Test sierologici docenti e Ata, in Veneto 600 medici dicono no: “Troppe incognite”

Proseguono i test sierologici per docenti e Ata, ma non mancano situazioni particolari come quella raccontata dal Corriere del Veneto che segnala come 600 medici afferenti ai due sindacati di categoria, Snami e Smi, non faranno i test

“Prima di tutto abbiamo calcolato che i soggetti da testare sono 130mila e non 96mila come dice la Regione, e quindi ognuno di noi dovrebbe testarne 40, non 20. E poi manca un protocollo operativo che stabilisca come e dove eseguire i test. Dovremmo farli nei nostri ambulatori? E se troviamo persone infette chi sanifica lo studio?
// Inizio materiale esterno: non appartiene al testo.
//! Mockup generation endpoint
//!
//! Sequential pipeline per request: read the base product image, obtain the
//! customer's logo (remote URL or previously stored object), composite,
//! upload the PNG, then write the mockup URL back to the catalog row as a
//! spawned best-effort task. Concurrent requests for the same customer and
//! product race without coordination; the last writer wins.

use axum::Json;
use axum::extract::{Path, State};
use image::DynamicImage;
use serde::Deserialize;

use crate::catalog::airtable::RecordMatch;
use crate::error::{ApiResult, AppError};
use crate::mockup;
use crate::state::AppState;
use crate::storage::locator::{self, AssetRole};

#[derive(Debug, Deserialize)]
#[serde(rename_all = "camelCase")]
pub struct MockupRequest {
    pub email: String,
    /// Remote logo to download
    pub logo_url: Option<String>,
    /// Filename of a logo previously stored under the customer's folder
    pub logo_file: Option<String>,
    /// When both are present, a copy of the composite is stored under the
    /// company/domain scheme for quote history
    pub quote_id: Option<String>,
    pub version_id: Option<String>,
}

#[derive(serde::Serialize)]
#[serde(rename_all = "camelCase")]
pub struct MockupResponse {
    pub mockup_url: String,
    /// Company-scheme copy, when a quote/version was given
    #[serde(skip_serializing_if = "Option::is_none")]
    pub design_url: Option<String>,
}

/// POST /api/products/:id/mockup
pub async fn generate_mockup(
    State(state): State<AppState>,
    Path(product_id): Path<String>,
    Json(req): Json<MockupRequest>,
) -> ApiResult<MockupResponse> {
    if req.email.is_empty() {
        return Err(AppError::InvalidInput("email is required".into()));
    }
    if req.logo_url.is_none() && req.logo_file.is_none() {
        return Err(AppError::InvalidInput(
            "either logoUrl or logoFile is required".into(),
        ));
    }

    let product = state.catalog.find(&product_id).await?;

    let base = load_base_image(&state, &product.image_file).await?;
    let logo = load_logo(&state, &req).await?;

    let rect = mockup::resolve_placement(base.width(), base.height(), &product.boxes)?;
    let composite = mockup::compose(&base, &logo, rect);
    let png = mockup::encode_png(&composite)?;

    let key = locator::mockup_key(&req.email, &product.id);
    let url = state
        .store
        .put_public(&key, png.clone(), "image/png")
        .await
        .map_err(AppError::internal)?;

    // Quote history copy under the company/domain scheme
    let design_url = match (req.quote_id.as_deref(), req.version_id.as_deref()) {
        (Some(quote_id), Some(version_id)) => {
            let design_key = locator::company_key(
                &req.email,
                quote_id,
                version_id,
                &format!("{}.png", product.id),
            );
            Some(
                state
                    .store
                    .put_public(&design_key, png, "image/png")
                    .await
                    .map_err(AppError::internal)?,
            )
        }
        _ => None,
    };

    tracing::info!(
        product_id = %product.id,
        customer = %req.email,
        key = %key,
        "mockup generated"
    );

    // Best-effort write-back of the mockup URL; failure only gets logged
    let catalog = state.catalog.clone();
    let write_back_url = url.clone();
    let image_file = product.image_file.clone();
    let write_back_id = product.id.clone();
    tokio::spawn(async move {
        let fields = serde_json::json!({ "mockup_url": write_back_url });
        let airtable = catalog.airtable();
        let result = match airtable
            .update_fields(RecordMatch::ProductId(&write_back_id), &fields)
            .await
        {
            Ok(()) => Ok(()),
            Err(_) => {
                airtable
                    .update_fields(RecordMatch::ImageFile(&image_file), &fields)
                    .await
            }
        };
        if let Err(err) = result {
            tracing::warn!(product_id = %write_back_id, error = %err, "mockup URL write-back failed");
        }
    });

    Ok(Json(MockupResponse {
        mockup_url: url,
        design_url,
    }))
}

#[derive(Debug, Deserialize)]
#[serde(rename_all = "camelCase")]
pub struct LogoUploadRequest {
    pub email: String,
    pub filename: String,
}

#[derive(serde::Serialize)]
#[serde(rename_all = "camelCase")]
pub struct LogoUploadResponse {
    pub key: String,
    /// Presigned PUT URL the customer uploads the logo to
    pub upload_url: String,
    /// Presigned GET URL for verifying the upload
    pub view_url: String,
    pub expires_in_secs: u64,
}

/// POST /api/logo-upload-url — presigned URLs for a direct logo upload
pub async fn logo_upload_url(
    State(state): State<AppState>,
    Json(req): Json<LogoUploadRequest>,
) -> ApiResult<LogoUploadResponse> {
    if req.email.is_empty() || req.filename.is_empty() {
        return Err(AppError::InvalidInput("email and filename are required".into()));
    }

    let content_type = mime_guess::from_path(&req.filename).first_or_octet_stream();
    if content_type.type_() != mime_guess::mime::IMAGE {
        return Err(AppError::InvalidInput(format!(
            "{} is not an image filename",
            req.filename
        )));
    }

    let key = locator::customer_key(&req.email, AssetRole::Logos, &req.filename);
    let ttl = crate::storage::DEFAULT_SIGNED_URL_TTL;

    let upload_url = state
        .store
        .presigned_put_url(&key, content_type.as_ref(), ttl)
        .await
        .map_err(AppError::internal)?;
    let view_url = state
        .store
        .presigned_get_url(&key, ttl)
        .await
        .map_err(AppError::internal)?;

    Ok(Json(LogoUploadResponse {
        key,
        upload_url,
        view_url,
        expires_in_secs: ttl.as_secs(),
    }))
}

/// Read and decode the base product image from the products directory
async fn load_base_image(state: &AppState, image_file: &str) -> Result<DynamicImage, AppError> {
    // image_file comes from the catalog, but keep path traversal out anyway
    let filename = std::path::Path::new(image_file)
        .file_name()
        .and_then(|f| f.to_str())
        .ok_or_else(|| AppError::AssetMissing(image_file.to_string()))?;
    let path = std::path::Path::new(&state.products_dir).join(filename);

    let bytes = tokio::fs::read(&path)
        .await
        .map_err(|_| AppError::AssetMissing(path.display().to_string()))?;

    image::load_from_memory(&bytes)
        .map_err(|e| AppError::AssetMissing(format!("{}: {e}", path.display())))
}

/// Obtain the logo: download by URL or load the stored object
async fn load_logo(state: &AppState, req: &MockupRequest) -> Result<DynamicImage, AppError> {
    let bytes = if let Some(url) = req.logo_url.as_deref() {
        // Reject obviously wrong formats before downloading; extensionless
        // URLs pass through and are validated by the decoder below
        if let Some(guessed) = mime_guess::from_path(url).first() {
            if guessed.type_() != mime_guess::mime::IMAGE {
                return Err(AppError::LogoUnavailable(format!(
                    "unsupported logo format {guessed} at {url}"
                )));
            }
        }

        let resp = state
            .http
            .get(url)
            .send()
            .await
            .and_then(|r| r.error_for_status())
            .map_err(|e| AppError::LogoUnavailable(format!("{url}: {e}")))?;
        resp.bytes()
            .await
            .map_err(|e| AppError::LogoUnavailable(format!("{url}: {e}")))?
            .to_vec()
    } else {
        let file = req.logo_file.as_deref().unwrap_or_default();
        let key = locator::customer_key(&req.email, AssetRole::Logos, file);
        state
            .store
            .get(&key)
            .await
            .map_err(|e| AppError::LogoUnavailable(format!("{key}: {e}")))?
    };

    image::load_from_memory(&bytes)
        .map_err(|e| AppError::LogoUnavailable(format!("undecodable logo: {e}")))
}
Se veniamo contagiati chi ci risarcisce, l’Usl? E ancora: chi fornisce la lista degli operatori scolastici e poi per accoglierli dobbiamo chiudere l’ambulatorio o mischiarli agli altri assistiti? Le Usl scaricano su di noi l’incombenza con la scusa di non avere personale da distaccare, ma nemmeno noi lo abbiamo. Né disponiamo di dispositivi di protezione individuale di cui dotarlo”, afferma Salvatore Cauchi, segretario regionale dello Snami.

Lo Snami ha proposto alla Regione uno screening di massa in strutture ampie, come i palazzetti dello sport, ma non ha avuto risposta.